Before generating synthetic data with simstudy, you first need to understand the two layers involved in the process:
- Data definition, in which the user specifies the distribution she wishes to draw from, as well as its parameters. A neat feature of simstudy is the ability for users to specify relationships between inputs and outputs very easily, by defining a variable as a function of another variable explicitely, or by passing a correlation matrix as an argument.
- Data generation, in which the user calls a set of functions to generate the data based on the definitions provided in the previous step
For an in-detail discussion about simstudy, please refer to the R package's original documentation as well as Keith Goldfeld's excellent [posts] (https://www.r-bloggers.com/author/keith-goldfeld/)
A simple demo in which we define bias as an decreased (increased) likelihood of witnessing a succesful (unsuccesful) outcome due to being part of a certain group, holding all else equal.

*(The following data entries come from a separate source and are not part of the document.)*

// src/models/quiz.rs

use serde::{Deserialize, Serialize};
use uuid::Uuid;
use validator::Validate;

use super::question::{PublicQuestion, QuestionDraft};

/// Display name used when a quiz's creator has no name on record.
pub const ANONYMOUS_CREATOR: &str = "Anonymous";

/// Represents the 'quizzes' table in the database.
#[derive(Debug, Clone, PartialEq, Serialize, Deserialize)]
pub struct Quiz {
    pub id: Uuid,
    pub title: String,
    pub description: String,
    pub creator_id: Uuid,
    pub created_at: chrono::DateTime<chrono::Utc>,
}

/// A quiz row joined with its creator's name and its question count.
#[derive(Debug, Clone, PartialEq, Serialize, Deserialize)]
pub struct QuizSummary {
    pub id: Uuid,
    pub title: String,
    pub description: String,
    pub creator_id: Uuid,
    pub creator_name: String,
    pub question_count: i64,
    pub created_at: chrono::DateTime<chrono::Utc>,
}

impl QuizSummary {
    /// Builds a summary from the optional joined columns.
    pub fn from_parts(quiz: Quiz, creator_name: Option<String>, question_count: Option<i64>) -> Self {
        let creator_name = creator_name
            .filter(|name| !name.trim().is_empty())
            .unwrap_or_else(|| ANONYMOUS_CREATOR.to_string());

        Self {
            id: quiz.id,
            title: quiz.title,
            description: quiz.description,
            creator_id: quiz.creator_id,
            creator_name,
            question_count: question_count.unwrap_or(0),
            created_at: quiz.created_at,
        }
    }
}

/// Gateway input for `create_quiz`.
#[derive(Debug, Clone)]
pub struct NewQuiz {
    pub title: String,
    pub description: String,
    pub creator_id: Uuid,
}

/// DTO for creating a quiz together with its questions.
#[derive(Debug, Clone, Deserialize, Validate)]
pub struct CreateQuizRequest {
    #[validate(length(max = 200, message = "Title must be at most 200 characters"))]
    pub title: String,

    #[serde(default)]
    #[validate(length(max = 2000, message = "Description must be at most 2000 characters"))]
    pub description: Option<String>,

    #[validate(nested)]
    pub questions: Vec<QuestionDraft>,
}

/// Query parameters for listing quizzes.
#[derive(Debug, Deserialize)]
pub struct QuizListParams {
    /// Newest-first page size; everything when absent.
    pub limit: Option<i64>,

    /// Case-insensitive search over title and description.
    pub q: Option<String>,
}

/// Response for a single quiz as seen by a quiz taker.
#[derive(Debug, Serialize)]
pub struct QuizDetail {
    #[serde(flatten)]
    pub quiz: Quiz,
    pub questions: Vec<PublicQuestion>,
}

In scenario 1 we simulate a simple loan approval process using simstudy. In the first step, the data definition step, we define a normally distributed income_standardized variable with a mean of 1 and a standard deviation of 1. This variable represents an individual's income as a Z-score - instead of taking its raw value, we express income in terms of its relative standard deviation.
We then simulate a loan approval process in which all individuals have a baseline 50% approval chance +/- income_standardized / 10. In essence, we are saying that every standard deviation increase is associated with a 10% probabilitiy increase of receiving a loan. Individuals on the higher (lower) end of the income scale are very (un)likely to receive a loan.

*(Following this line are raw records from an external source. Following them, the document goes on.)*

// src/store/postgres.rs

use std::time::Duration;

use async_trait::async_trait;
use sqlx::{
    FromRow, PgPool, Postgres, QueryBuilder,
    postgres::PgPoolOptions,
    types::Json,
};
use uuid::Uuid;

use super::{QuizStore, ensure_title, quiz_not_found, result_not_found};
use crate::{
    error::AppError,
    models::{
        question::{AnswerLetter, Question, QuestionDraft},
        quiz::{NewQuiz, Quiz, QuizSummary},
        result::{AnswerRecord, QuizResult, ResultDraft},
        user::Identity,
    },
};

const CONNECT_RETRIES: u32 = 5;

/// Postgres error code for a foreign key violation.
const FOREIGN_KEY_VIOLATION: &str = "23503";

#[derive(Clone)]
pub struct PgStore {
    pool: PgPool,
}

#[derive(FromRow)]
struct QuizRow {
    id: Uuid,
    title: String,
    description: String,
    creator_id: Uuid,
    created_at: chrono::DateTime<chrono::Utc>,
}

impl From<QuizRow> for Quiz {
    fn from(row: QuizRow) -> Self {
        Quiz {
            id: row.id,
            title: row.title,
            description: row.description,
            creator_id: row.creator_id,
            created_at: row.created_at,
        }
    }
}

/// Quiz row joined with `users` and `questions`; both joins may come back empty.
#[derive(FromRow)]
struct QuizSummaryRow {
    #[sqlx(flatten)]
    quiz: QuizRow,
    creator_name: Option<String>,
    question_count: Option<i64>,
}

#[derive(FromRow)]
struct QuestionRow {
    id: Uuid,
    quiz_id: Uuid,
    question_text: String,
    options: Json<Vec<String>>,
    correct_answer: String,
    order_index: i32,
}

impl TryFrom<QuestionRow> for Question {
    type Error = AppError;

    fn try_from(row: QuestionRow) -> Result<Self, Self::Error> {
        let correct_answer = row.correct_answer.parse::<AnswerLetter>().map_err(|e| {
            AppError::InternalServerError(format!("question {}: {}", row.id, e))
        })?;

        Ok(Question {
            id: row.id,
            quiz_id: row.quiz_id,
            question_text: row.question_text,
            options: row.options.0,
            correct_answer,
            order_index: row.order_index,
        })
    }
}

#[derive(FromRow)]
struct ResultRow {
    id: Uuid,
    quiz_id: Uuid,
    user_id: Uuid,
    score: i32,
    total_questions: i32,
    answers: Json<Vec<AnswerRecord>>,
    created_at: chrono::DateTime<chrono::Utc>,
}

impl From<ResultRow> for QuizResult {
    fn from(row: ResultRow) -> Self {
        QuizResult {
            id: row.id,
            quiz_id: row.quiz_id,
            user_id: row.user_id,
            score: row.score,
            total_questions: row.total_questions,
            answers: row.answers.0,
            created_at: row.created_at,
        }
    }
}

fn is_foreign_key_violation(err: &sqlx::Error) -> bool {
    err.as_database_error()
        .and_then(|db| db.code())
        .is_some_and(|code| code == FOREIGN_KEY_VIOLATION)
}

impl PgStore {
    pub fn new(pool: PgPool) -> Self {
        Self { pool }
    }

    /// Connects with a short retry loop so the service can start before the database.
    pub async fn connect(database_url: &str, max_connections: u32) -> Result<Self, sqlx::Error> {
        let mut retry_count = 0;
        let pool = loop {
            match PgPoolOptions::new()
                .max_connections(max_connections)
                .acquire_timeout(Duration::from_secs(3))
                .connect(database_url)
                .await
            {
                Ok(pool) => break pool,
                Err(e) => {
                    retry_count += 1;
                    if retry_count > CONNECT_RETRIES {
                        return Err(e);
                    }
                    tracing::warn!(
                        "Database not ready, retrying in 2s... (Attempt {})",
                        retry_count
                    );
                    tokio::time::sleep(Duration::from_secs(2)).await;
                }
            }
        };

        Ok(Self::new(pool))
    }

    pub async fn migrate(&self) -> Result<(), sqlx::migrate::MigrateError> {
        sqlx::migrate!("./migrations").run(&self.pool).await
    }

    async fn quiz_exists(&self, id: Uuid) -> Result<bool, AppError> {
        let exists: bool = sqlx::query_scalar("SELECT EXISTS(SELECT 1 FROM quizzes WHERE id = $1)")
            .bind(id)
            .fetch_one(&self.pool)
            .await?;
        Ok(exists)
    }
}

#[async_trait]
impl QuizStore for PgStore {
    async fn upsert_user(&self, identity: &Identity) -> Result<(), AppError> {
        sqlx::query(
            r#"
            INSERT INTO users (id, email, name)
            VALUES ($1, $2, $3)
            ON CONFLICT (id) DO UPDATE SET
                email = COALESCE(EXCLUDED.email, users.email),
                name = COALESCE(EXCLUDED.name, users.name)
            "#,
        )
        .bind(identity.id)
        .bind(identity.email.as_deref())
        .bind(identity.attribution_name())
        .execute(&self.pool)
        .await
        .map_err(|e| {
            tracing::error!("Failed to upsert user: {:?}", e);
            AppError::from(e)
        })?;

        Ok(())
    }

    async fn create_quiz(&self, draft: NewQuiz) -> Result<Quiz, AppError> {
        ensure_title(&draft.title)?;

        let row = sqlx::query_as::<_, QuizRow>(
            r#"
            INSERT INTO quizzes (id, title, description, creator_id)
            VALUES ($1, $2, $3, $4)
            RETURNING id, title, description, creator_id, created_at
            "#,
        )
        .bind(Uuid::new_v4())
        .bind(draft.title.trim())
        .bind(&draft.description)
        .bind(draft.creator_id)
        .fetch_one(&self.pool)
        .await
        .map_err(|e| {
            tracing::error!("Failed to create quiz: {:?}", e);
            AppError::Persistence(e.to_string())
        })?;

        Ok(row.into())
    }

    async fn create_questions(&self, quiz_id: Uuid, questions: &[QuestionDraft]) -> Result<(), AppError> {
        if questions.is_empty() {
            return Ok(());
        }

        // A single multi-row INSERT is all-or-nothing.
        let mut builder: QueryBuilder<Postgres> = QueryBuilder::new(
            "INSERT INTO questions (id, quiz_id, question_text, options, correct_answer, order_index) ",
        );

        builder.push_values(questions.iter().enumerate(), |mut row, (index, q)| {
            row.push_bind(Uuid::new_v4())
                .push_bind(quiz_id)
                .push_bind(q.question_text.clone())
                .push_bind(Json(q.options.clone()))
                .push_bind(q.correct_answer.as_str())
                .push_bind(index as i32);
        });

        builder.build().execute(&self.pool).await.map_err(|e| {
            tracing::error!("Failed to create questions for quiz {}: {:?}", quiz_id, e);
            if is_foreign_key_violation(&e) {
                quiz_not_found()
            } else {
                AppError::Persistence(e.to_string())
            }
        })?;

        Ok(())
    }

    async fn list_quizzes(&self, limit: Option<i64>) -> Result<Vec<QuizSummary>, AppError> {
        let rows = sqlx::query_as::<_, QuizSummaryRow>(
            r#"
            SELECT
                q.id, q.title, q.description, q.creator_id, q.created_at,
                u.name AS creator_name,
                COUNT(qs.id) AS question_count
            FROM quizzes q
            LEFT JOIN users u ON u.id = q.creator_id
            LEFT JOIN questions qs ON qs.quiz_id = q.id
            GROUP BY q.id, u.name
            ORDER BY q.created_at DESC
            LIMIT $1
            "#,
        )
        .bind(limit)
        .fetch_all(&self.pool)
        .await
        .map_err(|e| {
            tracing::error!("Failed to list quizzes: {:?}", e);
            AppError::Persistence(e.to_string())
        })?;

        Ok(rows
            .into_iter()
            .map(|row| QuizSummary::from_parts(row.quiz.into(), row.creator_name, row.question_count))
            .collect())
    }

    async fn get_quiz(&self, id: Uuid) -> Result<Quiz, AppError> {
        let row = sqlx::query_as::<_, QuizRow>(
            "SELECT id, title, description, creator_id, created_at FROM quizzes WHERE id = $1",
        )
        .bind(id)
        .fetch_optional(&self.pool)
        .await?
        .ok_or_else(quiz_not_found)?;

        Ok(row.into())
    }

    async fn get_questions(&self, quiz_id: Uuid) -> Result<Vec<Question>, AppError> {
        if !self.quiz_exists(quiz_id).await? {
            return Err(quiz_not_found());
        }

        let rows = sqlx::query_as::<_, QuestionRow>(
            r#"
            SELECT id, quiz_id, question_text, options, correct_answer, order_index
            FROM questions
            WHERE quiz_id = $1
            ORDER BY order_index ASC
            "#,
        )
        .bind(quiz_id)
        .fetch_all(&self.pool)
        .await
        .map_err(|e| {
            tracing::error!("Failed to fetch questions: {:?}", e);
            AppError::Persistence(e.to_string())
        })?;

        rows.into_iter().map(Question::try_from).collect()
    }

    async fn create_result(&self, draft: ResultDraft) -> Result<QuizResult, AppError> {
        let row = sqlx::query_as::<_, ResultRow>(
            r#"
            INSERT INTO results (id, quiz_id, user_id, score, total_questions, answers)
            VALUES ($1, $2, $3, $4, $5, $6)
            RETURNING id, quiz_id, user_id, score, total_questions, answers, created_at
            "#,
        )
        .bind(Uuid::new_v4())
        .bind(draft.quiz_id)
        .bind(draft.user_id)
        .bind(draft.score)
        .bind(draft.total_questions)
        .bind(Json(&draft.answers))
        .fetch_one(&self.pool)
        .await
        .map_err(|e| {
            tracing::error!("Failed to create result: {:?}", e);
            if is_foreign_key_violation(&e) {
                quiz_not_found()
            } else {
                AppError::Persistence(e.to_string())
            }
        })?;

        Ok(row.into())
    }

    async fn get_latest_result(&self, quiz_id: Uuid, user_id: Uuid) -> Result<QuizResult, AppError> {
        let row = sqlx::query_as::<_, ResultRow>(
            r#"
            SELECT id, quiz_id, user_id, score, total_questions, answers, created_at
            FROM results
            WHERE quiz_id = $1 AND user_id = $2
            ORDER BY created_at DESC
            LIMIT 1
            "#,
        )
        .bind(quiz_id)
        .bind(user_id)
        .fetch_optional(&self.pool)
        .await?
        .ok_or_else(result_not_found)?;

        Ok(row.into())
    }
}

df = defData(varname = "income_standardized", formula=0,
variance=1, dist="normal")
# add a new data definition to previously defined data definition table
df = defData(df, varname="approval", formula='0.5*(income_standardized/10)', dist='binary')
# generate 10000 datapoints based on definitions
data = genData(10000, df)
Now we simulate a biased approval process. We first generate a categorical column category with 3 values, all with the same 33% probability of being drawn. We then use the defCondition function to create biased approval process. When an individual's category is blue, her baseline approval is 40%, while others have a 50% baseline approval. This is a form of direct bias and can be picked up quite rapidly looking at summary statistics of tthe joint-distribution of color and approval.
df2 = defData(varname = "category", formula="0.333, 0.333, 0.333",
variance="red, blue, green", dist="categorical")
# add categorical data
data = addColumns(df2, data)
defC = defCondition(condition = "category=='blue'", formula = "0.4+income_standardized/10",
dist = "binary")
defC = defCondition(defC, condition = "category!='blue'", formula = "0.5+income_standardized/10",
dist = "binary")
# add a target column
data_biased = addCondition(defC, data, newvar="approval_bias")
data_biased.groupby('category')['approval_bias'].mean()
Use a personal auth token to download
git clone https://github.ibm.com/dse-rnd-incubator/simulacra-fake-data
Create a working branch
git checkout -b "Branch-name"
Before working, pull from master to update changes
git pull origin master
After working in your local branch, add commit and push changes to your branch
'git add (insert filenames here)'
'git commit -m "add comment message for commit"'
'git push origin branch-name'
We have not yet published this package, so the only way to use it is to install the repository onto your local machine via a github download. This is an internal project for now , so any contribution is welcome.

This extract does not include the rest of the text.